There have been several studies that found that quetiapine 150 mg was more helpful for generalized anxiety disorder than placebo. Another found that 50-150 mg per day was equally effective as paroxetine 20 mg per day after two months of treatment. One report found benefits comparable to escitalopram. In practice, quetiapine is often used for anxiety in treatment settings for persons with a history of substance abuse, as it has little or no abuse potential, and is not a DEA-scheduled drug.

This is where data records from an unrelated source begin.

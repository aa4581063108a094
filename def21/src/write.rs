//!
//! # Def Writer Module
//!
//! Writes the `SPECIALNETS` and `NETS` sections of a [DefRouting].
//! Every path is replayed token by token through a [crate::PathCursor].
//!

// Std-Lib
use std::io::Write;
use std::ops::{AddAssign, SubAssign};
use std::path::Path;

// Crates.io Imports
use log::debug;

// Local Imports
use crate::data::*;
use crate::net::*;
use crate::path::{DefPath, PathItem};

/// Write a [DefRouting] to file `fname`.
pub fn save(routing: &DefRouting, fname: impl AsRef<Path>) -> DefResult<()> {
    let f = std::fs::File::create(fname)?;
    DefWriter::new(f).write_routing(routing)
}
/// Write a [DefRouting] to a DEF-format [String].
pub fn to_string(routing: &DefRouting) -> DefResult<String> {
    let mut buf = Vec::new();
    DefWriter::new(&mut buf).write_routing(routing)?;
    let rv = std::str::from_utf8(buf.as_slice())?.to_string();
    Ok(rv)
}

/// # Def Writing Helper
pub struct DefWriter<'wr> {
    /// Write Destination
    dest: Box<dyn Write + 'wr>,
    /// Indentation Helper
    indent: Indent,
    /// Session State
    session: DefWriterSession,
}
impl<'wr> DefWriter<'wr> {
    /// Create a new [DefWriter] to destination `dest`.
    /// Destination is boxed internally.
    pub fn new(dest: impl Write + 'wr) -> Self {
        Self {
            dest: Box::new(dest),
            indent: Indent::new("    "),
            session: DefWriterSession::default(),
        }
    }
    /// Write a [DefRouting] to the destination.
    /// Special nets are written first, as DEF orders them.
    pub fn write_routing(&mut self, routing: &DefRouting) -> DefResult<()> {
        if let Some(ref v) = routing.version {
            self.session.def_version = *v;
            self.write_line(format_args!("{} {} ;", DefKey::Version, v))?;
        }
        if !routing.special_nets.is_empty() {
            self.write_section(DefKey::SpecialNets, &routing.special_nets)?;
        }
        if !routing.nets.is_empty() {
            self.write_section(DefKey::Nets, &routing.nets)?;
        }
        self.dest.flush()?;
        Ok(())
    }
    /// Write a `NETS` or `SPECIALNETS` section
    fn write_section(&mut self, key: DefKey, nets: &[DefNet]) -> DefResult<()> {
        debug!("Writing {} section with {} nets", key, nets.len());
        self.write_line(format_args!("{} {} ;", key, nets.len()))?;
        self.indent += 1;
        for net in nets.iter() {
            self.write_net(net)?;
        }
        self.indent -= 1;
        self.write_line(format_args!("{} {}", DefKey::End, key))?;
        Ok(())
    }
    /// Write a [DefNet] definition
    fn write_net(&mut self, net: &DefNet) -> DefResult<()> {
        let special = net.kind == NetKind::Special;
        let conns = connections(&net.connections);
        self.write_line(format_args!("- {}{}", net.name, conns))?;
        self.indent += 1;
        for name in net.shield_nets.iter() {
            self.write_line(format_args!("+ {} {}", DefKey::ShieldNet, name))?;
        }
        for subnet in net.subnets.iter() {
            self.write_subnet(subnet)?;
        }
        if let Some(ref rule) = net.non_default_rule {
            self.write_line(format_args!("+ {} {}", DefKey::NonDefaultRule, rule))?;
        }
        for wire in net.wires.iter() {
            let lead = match wire.shield_net {
                Some(ref shielded) => format!("+ {} {}", wire.route, shielded),
                None => format!("+ {}", wire.route),
            };
            self.write_paths(&lead, wire.paths(), special)?;
        }
        for shield in net.shields.iter() {
            let lead = format!("+ {} {}", DefRouteStatus::Shield, shield.name);
            self.write_paths(&lead, shield.paths(), special)?;
        }
        for noshield in net.no_shields.iter() {
            let lead = format!("+ {}", DefRouteStatus::NoShield);
            self.write_paths(&lead, noshield.paths(), special)?;
        }
        if let Some(ref u) = net.use_ {
            self.write_line(format_args!("+ {} {}", DefKey::Use, u))?;
        }
        if let Some(ref w) = net.weight {
            self.write_line(format_args!("+ {} {}", DefKey::Weight, w))?;
        }
        self.write_line(format_args!(";"))?;
        self.indent -= 1;
        Ok(())
    }
    /// Write a [DefSubnet]. Subnet wiring omits the leading `+` of net-level wiring.
    fn write_subnet(&mut self, subnet: &DefSubnet) -> DefResult<()> {
        let conns = connections(&subnet.connections);
        self.write_line(format_args!("+ {} {}{}", DefKey::Subnet, subnet.name, conns))?;
        self.indent += 1;
        if let Some(ref rule) = subnet.non_default_rule {
            self.write_line(format_args!("{} {}", DefKey::NonDefaultRule, rule))?;
        }
        for wire in subnet.wires.iter() {
            let lead = wire.route.to_string();
            self.write_paths(&lead, wire.paths(), false)?;
        }
        if !subnet.paths.is_empty() {
            // Paths held outside any wire are written as one more routed wire
            let lead = DefRouteStatus::Routed.to_string();
            self.write_paths(&lead, subnet.paths(), false)?;
        }
        self.indent -= 1;
        Ok(())
    }
    /// Write a sequence of paths. The first follows `lead`, and each later path starts a `NEW` line.
    fn write_paths(&mut self, lead: &str, paths: &[DefPath], special: bool) -> DefResult<()> {
        if paths.is_empty() {
            self.write_line(format_args!("{}", lead))?;
            return Ok(());
        }
        for (idx, path) in paths.iter().enumerate() {
            let body = self.path_text(path, special)?;
            if idx == 0 {
                self.write_line(format_args!("{}{}", lead, body))?;
            } else {
                self.write_line(format_args!("{}{}", DefKey::New, body))?;
            }
        }
        Ok(())
    }
    /// Render the tokens of `path`, each with a leading space
    fn path_text(&self, path: &DefPath, special: bool) -> DefResult<String> {
        let mut text = String::new();
        let mut cursor = path.traverse();
        while let Some(item) = cursor.next() {
            let tok = match item {
                PathItem::Layer => cursor.layer().map(|s| format!(" {}", s)),
                PathItem::Via => cursor.via().map(|s| format!(" {}", s)),
                PathItem::ViaRotation => cursor.via_rotation().map(|o| format!(" {}", o)),
                PathItem::Width => cursor.width().map(|w| format!(" {}", w)),
                PathItem::Point => cursor.point().map(|p| format!(" {}", p)),
                PathItem::Taper => Some(format!(" {}", DefKey::Taper)),
                PathItem::TaperRule => cursor
                    .taper_rule()
                    .map(|s| format!(" {} {}", DefKey::TaperRule, s)),
                PathItem::Shape => cursor.shape().map(|s| format!(" + {} {}", DefKey::Shape, s)),
                // Special wiring marks style as a `+` option
                PathItem::Style => cursor.style().map(|s| {
                    if special {
                        format!(" + {} {}", DefKey::Style, s)
                    } else {
                        format!(" {} {}", DefKey::Style, s)
                    }
                }),
                PathItem::ViaData => cursor.via_data().map(|d| {
                    format!(
                        " {} {} {} {} {} {} {}",
                        DefKey::Do,
                        d.num_x,
                        DefKey::By,
                        d.num_y,
                        DefKey::Step,
                        d.step_x,
                        d.step_y
                    )
                }),
                PathItem::FlushPoint => cursor
                    .flush_point()
                    .map(|p| format!(" ( {} {} {} )", p.x, p.y, p.ext)),
                PathItem::ViaRect => {
                    self.require(DefKey::Rect)?;
                    cursor.via_rect().map(|r| {
                        format!(" {} ( {} {} {} {} )", DefKey::Rect, r.dx1, r.dy1, r.dx2, r.dy2)
                    })
                }
                PathItem::VirtualPoint => {
                    self.require(DefKey::Virtual)?;
                    cursor
                        .virtual_point()
                        .map(|p| format!(" {} {}", DefKey::Virtual, p))
                }
                PathItem::Mask => {
                    self.require(DefKey::Mask)?;
                    cursor.mask().map(|m| format!(" {} {}", DefKey::Mask, m))
                }
                PathItem::ViaMask => {
                    self.require(DefKey::Mask)?;
                    cursor.via_mask().map(|m| {
                        format!(" {} {}{}{}", DefKey::Mask, m.top(), m.cut(), m.bottom())
                    })
                }
            };
            match tok {
                Some(tok) => text.push_str(&tok),
                None => return DefError::fail(format!("Unreadable path token {:?}", item)),
            }
        }
        Ok(text)
    }
    /// Fail if `key` is not supported by the DEF version being written
    fn require(&self, key: DefKey) -> DefResult<()> {
        if self.session.def_version < *V5P8 {
            return Err(DefError::Version {
                key,
                version: self.session.def_version,
            });
        }
        Ok(())
    }
    /// Helper function writing a single line at the current indentation level.
    /// Note while the newline character is added, any trailing semicolons are not.
    fn write_line(&mut self, args: std::fmt::Arguments) -> std::io::Result<()> {
        writeln!(self.dest, "{}{}", self.indent.state, args)
    }
}
/// Render a list of connections, each with a leading space
fn connections(conns: &[DefConnection]) -> String {
    let mut rv = String::new();
    for conn in conns.iter() {
        if conn.must_join {
            rv.push_str(&format!(" {}", DefKey::MustJoin));
        }
        rv.push_str(&format!(" ( {} {}", conn.instance, conn.pin));
        if conn.synthesized {
            rv.push_str(&format!(" + {}", DefKey::Synthesized));
        }
        rv.push_str(" )");
    }
    rv
}

/// State kept over the course of a write
struct DefWriterSession {
    def_version: DefDecimal,
}
impl Default for DefWriterSession {
    /// Default version is v5.8
    fn default() -> Self {
        Self {
            def_version: *V5P8,
        }
    }
}

/// Indentation Helper
struct Indent {
    unit: String,
    level: usize,
    state: String,
}
impl Indent {
    /// Create a new [Indent], initially at level 0
    fn new(unit: impl Into<String>) -> Self {
        Self {
            unit: unit.into(),
            level: 0,
            state: String::new(),
        }
    }
}
impl AddAssign<usize> for Indent {
    fn add_assign(&mut self, rhs: usize) {
        self.level += rhs;
        self.state = self.unit.repeat(self.level);
    }
}
impl SubAssign<usize> for Indent {
    fn sub_assign(&mut self, rhs: usize) {
        self.level = self.level.saturating_sub(rhs);
        self.state = self.unit.repeat(self.level);
    }
}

The concern is that it carries with it the side effect profile of antipsychotic drugs, including endocrine and metabolic changes and the rare occurrence of motor disorders. For this reason, there is not unanimity about its utility. Your author’s view is that, if used at all, it should be reserved for persons who have severe anxiety symptoms and who have not responded to a variety of traditional medicines. As this is an off-label use, there are no official recommendations, but in healthy non-elderly adults, it is sometimes given orally as 25 mg up to three times a day (a total of 75 mg per day) as needed for anxiety. The limiting factor in dosing is usually sedation.
In summary, if anxiety patients do not respond to SSRIs/SNRIs, other treatments are available. The gabapentinoids have often been used for this purpose, but the growing recognition of their side effect profile and abuse potential has led to the reconsideration of other drugs. Propranolol (particularly as a PRN agent for performance anxiety), mirtazapine, and quetiapine are among those which may be considered.